Records shown Block Start

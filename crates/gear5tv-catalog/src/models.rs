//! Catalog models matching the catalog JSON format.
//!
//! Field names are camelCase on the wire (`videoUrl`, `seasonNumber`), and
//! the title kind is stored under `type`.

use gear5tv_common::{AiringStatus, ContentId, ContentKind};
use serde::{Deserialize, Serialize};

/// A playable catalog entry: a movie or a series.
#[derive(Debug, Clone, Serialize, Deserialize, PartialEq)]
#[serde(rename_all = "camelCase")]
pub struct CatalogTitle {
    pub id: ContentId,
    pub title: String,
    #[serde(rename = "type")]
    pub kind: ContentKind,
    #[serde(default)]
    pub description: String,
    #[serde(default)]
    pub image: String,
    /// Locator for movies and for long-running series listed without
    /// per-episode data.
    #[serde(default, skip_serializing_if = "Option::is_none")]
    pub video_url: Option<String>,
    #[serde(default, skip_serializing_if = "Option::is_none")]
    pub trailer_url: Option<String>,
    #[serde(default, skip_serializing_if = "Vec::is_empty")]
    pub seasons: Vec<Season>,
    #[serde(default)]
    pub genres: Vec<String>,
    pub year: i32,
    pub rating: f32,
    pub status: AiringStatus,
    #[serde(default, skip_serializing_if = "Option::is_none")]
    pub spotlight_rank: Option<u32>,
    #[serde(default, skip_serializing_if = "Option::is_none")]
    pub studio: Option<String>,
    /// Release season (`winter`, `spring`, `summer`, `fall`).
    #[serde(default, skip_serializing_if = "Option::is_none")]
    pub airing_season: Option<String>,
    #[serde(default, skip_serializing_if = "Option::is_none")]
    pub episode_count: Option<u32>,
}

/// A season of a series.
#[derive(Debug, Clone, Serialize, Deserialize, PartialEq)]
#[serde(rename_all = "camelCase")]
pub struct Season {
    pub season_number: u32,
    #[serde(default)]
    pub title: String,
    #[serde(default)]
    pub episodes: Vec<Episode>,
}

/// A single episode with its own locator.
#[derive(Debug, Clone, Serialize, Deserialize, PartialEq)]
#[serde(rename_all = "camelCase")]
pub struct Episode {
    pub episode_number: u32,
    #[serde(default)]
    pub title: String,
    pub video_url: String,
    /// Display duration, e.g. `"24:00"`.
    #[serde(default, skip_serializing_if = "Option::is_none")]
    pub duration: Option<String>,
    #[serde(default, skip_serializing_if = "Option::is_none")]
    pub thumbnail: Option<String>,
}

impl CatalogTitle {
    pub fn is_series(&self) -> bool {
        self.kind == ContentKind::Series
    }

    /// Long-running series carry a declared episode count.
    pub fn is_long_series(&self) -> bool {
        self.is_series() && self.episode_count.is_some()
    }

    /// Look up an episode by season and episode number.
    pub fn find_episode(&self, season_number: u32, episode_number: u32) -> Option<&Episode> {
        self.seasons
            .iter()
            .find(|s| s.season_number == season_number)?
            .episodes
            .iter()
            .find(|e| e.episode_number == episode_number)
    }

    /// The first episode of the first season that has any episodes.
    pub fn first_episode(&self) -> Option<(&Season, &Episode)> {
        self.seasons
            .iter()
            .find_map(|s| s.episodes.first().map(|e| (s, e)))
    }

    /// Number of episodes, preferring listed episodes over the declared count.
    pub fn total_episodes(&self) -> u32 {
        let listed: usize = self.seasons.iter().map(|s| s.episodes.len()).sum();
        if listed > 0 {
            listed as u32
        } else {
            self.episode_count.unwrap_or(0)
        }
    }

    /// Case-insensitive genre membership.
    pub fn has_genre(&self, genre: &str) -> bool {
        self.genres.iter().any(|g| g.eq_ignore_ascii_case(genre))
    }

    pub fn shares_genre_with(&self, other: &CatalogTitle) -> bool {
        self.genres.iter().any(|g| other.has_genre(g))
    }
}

Records shown Block End

What you need to do =
Restate every record above, exactly, in full.

Completed task =
filename crates/gear5tv-catalog/src/models.rs
//! Catalog models matching the catalog JSON format.
//!
//! Field names are camelCase on the wire (`videoUrl`, `seasonNumber`), and
//! the title kind is stored under `type`.

use gear5tv_common::{AiringStatus, ContentId, ContentKind};
use serde::{Deserialize, Serialize};

/// A playable catalog entry: a movie or a series.
#[derive(Debug, Clone, Serialize, Deserialize, PartialEq)]
#[serde(rename_all = "camelCase")]
pub struct CatalogTitle {
    pub id: ContentId,
    pub title: String,
    #[serde(rename = "type")]
    pub kind: ContentKind,
    #[serde(default)]
    pub description: String,
    #[serde(default)]
    pub image: String,
    /// Locator for movies and for long-running series listed without
    /// per-episode data.
    #[serde(default, skip_serializing_if = "Option::is_none")]
    pub video_url: Option<String>,
    #[serde(default, skip_serializing_if = "Option::is_none")]
    pub trailer_url: Option<String>,
    #[serde(default, skip_serializing_if = "Vec::is_empty")]
    pub seasons: Vec<Season>,
    #[serde(default)]
    pub genres: Vec<String>,
    pub year: i32,
    pub rating: f32,
    pub status: AiringStatus,
    #[serde(default, skip_serializing_if = "Option::is_none")]
    pub spotlight_rank: Option<u32>,
    #[serde(default, skip_serializing_if = "Option::is_none")]
    pub studio: Option<String>,
    /// Release season (`winter`, `spring`, `summer`, `fall`).
    #[serde(default, skip_serializing_if = "Option::is_none")]
    pub airing_season: Option<String>,
    #[serde(default, skip_serializing_if = "Option::is_none")]
    pub episode_count: Option<u32>,
}

/// A season of a series.
#[derive(Debug, Clone, Serialize, Deserialize, PartialEq)]
#[serde(rename_all = "camelCase")]
pub struct Season {
    pub season_number: u32,
    #[serde(default)]
    pub title: String,
    #[serde(default)]
    pub episodes: Vec<Episode>,
}

/// A single episode with its own locator.
#[derive(Debug, Clone, Serialize, Deserialize, PartialEq)]
#[serde(rename_all = "camelCase")]
pub struct Episode {
    pub episode_number: u32,
    #[serde(default)]
    pub title: String,
    pub video_url: String,
    /// Display duration, e.g. `"24:00"`.
    #[serde(default, skip_serializing_if = "Option::is_none")]
    pub duration: Option<String>,
    #[serde(default, skip_serializing_if = "Option::is_none")]
    pub thumbnail: Option<String>,
}

impl CatalogTitle {
    pub fn is_series(&self) -> bool {
        self.kind == ContentKind::Series
    }

    /// Long-running series carry a declared episode count.
    pub fn is_long_series(&self) -> bool {
        self.is_series() && self.episode_count.is_some()
    }

    /// Look up an episode by season and episode number.
    pub fn find_episode(&self, season_number: u32, episode_number: u32) -> Option<&Episode> {
        self.seasons
            .iter()
            .find(|s| s.season_number == season_number)?
            .episodes
            .iter()
            .find(|e| e.episode_number == episode_number)
    }

    /// The first episode of the first season that has any episodes.
    pub fn first_episode(&self) -> Option<(&Season, &Episode)> {
        self.seasons
            .iter()
            .find_map(|s| s.episodes.first().map(|e| (s, e)))
    }

    /// Number of episodes, preferring listed episodes over the declared count.
    pub fn total_episodes(&self) -> u32 {
        let listed: usize = self.seasons.iter().map(|s| s.episodes.len()).sum();
        if listed > 0 {
            listed as u32
        } else {
            self.episode_count.unwrap_or(0)
        }
    }

    /// Case-insensitive genre membership.
    pub fn has_genre(&self, genre: &str) -> bool {
        self.genres.iter().any(|g| g.eq_ignore_ascii_case(genre))
    }

    pub fn shares_genre_with(&self, other: &CatalogTitle) -> bool {
        self.genres.iter().any(|g| other.has_genre(g))
    }
}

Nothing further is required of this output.